WHAT NEEDS TO BE DONE: Copy out each line of the entries where the word "first" is present.

DATA SHOWN:
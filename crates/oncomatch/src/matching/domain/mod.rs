//! Patient and protocol records consumed by the matching engine.

mod clinical;
mod patient;
mod protocol;

pub(crate) use clinical::{normalize_term, terms_match};
pub use clinical::{AgeRange, BiomarkerStatus, CriteriaError, Ecog, Karnofsky, OrganSystem};
pub use patient::{
    AlcoholUse, Allergy, BiomarkerResult, CardiacFunction, CarePreferences, Comorbidity,
    ConditionSeverity, Demographics, DiseaseBurden, DiseaseStatus, GeneticProfile,
    GeneticTestResult, Hematology, LaboratoryValues, LiverPanel, Medication, MetabolicPanel,
    MsiStatus, PatientId, PatientProfile, PerformanceMetrics, PulmonaryFunction,
    ResponseCategory, Sex, SmokingStatus, Toxicity, TreatmentExposure, TMB_HIGH_THRESHOLD,
};
pub use protocol::{
    BiomarkerCriteria, BiomarkerRequirement, CardiacFloor, Contraindication,
    ContraindicationCategory, ContraindicationKind, DrugInteraction, EligibilityCriteria,
    EvidenceLevel, HematologicFloor, HepaticFloor, InteractionSeverity, OrganFunctionCriteria,
    OutcomeStatistics, PerformanceCriteria, ProtocolDrug, ProtocolId, ProtocolStatus,
    PulmonaryFloor, RenalFloor, TreatmentIntent, TreatmentLine, TreatmentProtocol,
};
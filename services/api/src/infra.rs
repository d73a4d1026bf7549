use async_trait::async_trait;
use metrics_exporter_prometheus::PrometheusHandle;
use oncomatch::error::AppError;
use oncomatch::matching::domain::{ProtocolId, TreatmentLine, TreatmentProtocol};
use oncomatch::matching::{protocol_matches_query, ProtocolRepository, RepositoryError};
use std::path::Path;
use std::sync::atomic::AtomicBool;
use std::sync::Arc;
use tracing::info;

#[derive(Clone)]
pub(crate) struct AppState {
    pub(crate) readiness: Arc<AtomicBool>,
    pub(crate) metrics: Arc<PrometheusHandle>,
}

/// Protocol catalog held in memory, loaded once from JSON or the built-in demo set.
#[derive(Debug, Default, Clone)]
pub(crate) struct CatalogRepository {
    protocols: Arc<Vec<TreatmentProtocol>>,
}

impl CatalogRepository {
    pub(crate) fn new(protocols: Vec<TreatmentProtocol>) -> Self {
        Self {
            protocols: Arc::new(protocols),
        }
    }

    /// Reads a JSON array of protocols.
    pub(crate) fn from_path(path: &Path) -> Result<Self, AppError> {
        let raw = std::fs::read_to_string(path)?;
        let protocols: Vec<TreatmentProtocol> = serde_json::from_str(&raw)?;
        info!(path = %path.display(), count = protocols.len(), "loaded protocol catalog");
        Ok(Self::new(protocols))
    }

    pub(crate) fn len(&self) -> usize {
        self.protocols.len()
    }
}

#[async_trait]
impl ProtocolRepository for CatalogRepository {
    async fn get_protocols_for_cancer(
        &self,
        cancer_type_id: &str,
        treatment_line: Option<TreatmentLine>,
        include_inactive: bool,
    ) -> Result<Vec<TreatmentProtocol>, RepositoryError> {
        Ok(self
            .protocols
            .iter()
            .filter(|protocol| {
                protocol_matches_query(protocol, cancer_type_id, treatment_line, include_inactive)
            })
            .cloned()
            .collect())
    }

    async fn get_protocol_by_id(
        &self,
        id: &ProtocolId,
    ) -> Result<Option<TreatmentProtocol>, RepositoryError> {
        Ok(self.protocols.iter().find(|protocol| &protocol.id == id).cloned())
    }
}

/// Accepts the same snake_case names the JSON API uses, e.g. `first` or `fourth_plus`.
pub(crate) fn parse_treatment_line(raw: &str) -> Result<TreatmentLine, String> {
    let normalized = raw.trim().to_ascii_lowercase().replace('-', "_");
    serde_json::from_value(serde_json::Value::String(normalized))
        .map_err(|_| {
            format!(
                "'{raw}' is not a treatment line \
                 (first, second, third, fourth_plus, salvage, maintenance, bridging)"
            )
        })
}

THE ANSWER:
/// Accepts the same snake_case names the JSON API uses, e.g. `first` or `fourth_plus`.
                 (first, second, third, fourth_plus, salvage, maintenance, bridging)"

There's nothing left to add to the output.